Applying this test to your situation, it is necessary to consider whether using the medium of a building lease could be considered a contrivance to secure possession artificially. Unless it could be demonstrated that the building lease was a sham, it seems unlikely that a tenant could successfully argue that your intention is not genuine.
Furthermore, the date at which you establish your intention is the date of the hearing so it does not matter that you may have considered other options (such as a sale) in the past. In fact, this is precisely what happened in Spook Erection Ltd v British Railways Board  1 EGLR 76. The landlord originally intended to sell to a supermarket chain but, when it became clear that the tenant would not vacate, the landlord entered into a building lease.
Moreover, there is an important distinction between deliberately seeking to avoid the 1954 Act’s protection by manufacturing a contrived set of works and acknowledging the 1954 Act’s existence by entering into a building lease.
In Santander UK plc v LPC Estates Ltd  EWHC 2193 (Ch) – decided before Franses – a tenant made an unsuccessful application for permission to appeal from a decision granting a termination order by trying to argue that the landlord’s intention to grant a building lease was a deliberate attempt to defeat the Act. Given that building leases have been accepted as a means whereby a landlord can demonstrate the intention to redevelop since the 1950s, this argument was rejected (Gilmour Caterers v St Bartholomew’s Hospital Governors  1 QB 387).

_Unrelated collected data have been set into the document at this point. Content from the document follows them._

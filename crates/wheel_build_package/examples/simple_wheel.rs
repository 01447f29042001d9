//! Simple example of creating a wheel from a package directory

use fs_err as fs;
use wheel_build_package::{PackageBuilder, PackageConfig, ProjectMetadata, PythonTag};

fn main() -> Result<(), Box<dyn std::error::Error>> {
    // Create a temporary directory with a small package
    let source_dir = tempfile::tempdir()?;
    let output_dir = tempfile::tempdir()?;

    let pkg = source_dir.path().join("greeter");
    fs::create_dir_all(pkg.join("templates"))?;
    fs::write(
        pkg.join("__init__.py"),
        "\"\"\"Friendly greetings.\"\"\"\n\n__version__ = \"1.2.0\"\n",
    )?;
    fs::write(pkg.join("cli.py"), "def main():\n    print('hi')\n")?;
    fs::write(pkg.join("templates").join("hello.txt"), "Hello, {name}!")?;
    fs::write(
        source_dir.path().join("README.rst"),
        "Greeter\n=======\n\nSays hello.\n",
    )?;

    let config = PackageConfig {
        python_tag: PythonTag::Py3,
        exclude: vec!["*.txt".to_string()],
        ..Default::default()
    };

    println!("Building wheel...");

    let output = PackageBuilder::from_path(&pkg, config)?
        .with_project_metadata(ProjectMetadata {
            summary: Some("Friendly greetings".to_string()),
            author: Some("Jane Doe".to_string()),
            requires_dist: vec!["colorama; extra == 'color'".to_string()],
            ..Default::default()
        })
        .build(output_dir.path())?;

    println!("Wheel created successfully!");
    println!("   Path: {}", output.path.display());
    println!("   Identity: {}", output.identity);
    println!("\nRECORD:");
    for row in &output.record {
        println!("   - {}", row.path);
    }

    Ok(())
}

The full implications of Franses are still to be worked out by the courts. A landlord may previously have been somewhat relaxed about having entered into the building lease prior to the hearing (AJA Smith Transport v British Railways Board  1 EGLR 54). However, in light of Franses you would be well advised to have signed on the dotted line prior to trial. That way you will be contractually bound to carry out the works and it will be much harder to question whether your intention is conditional.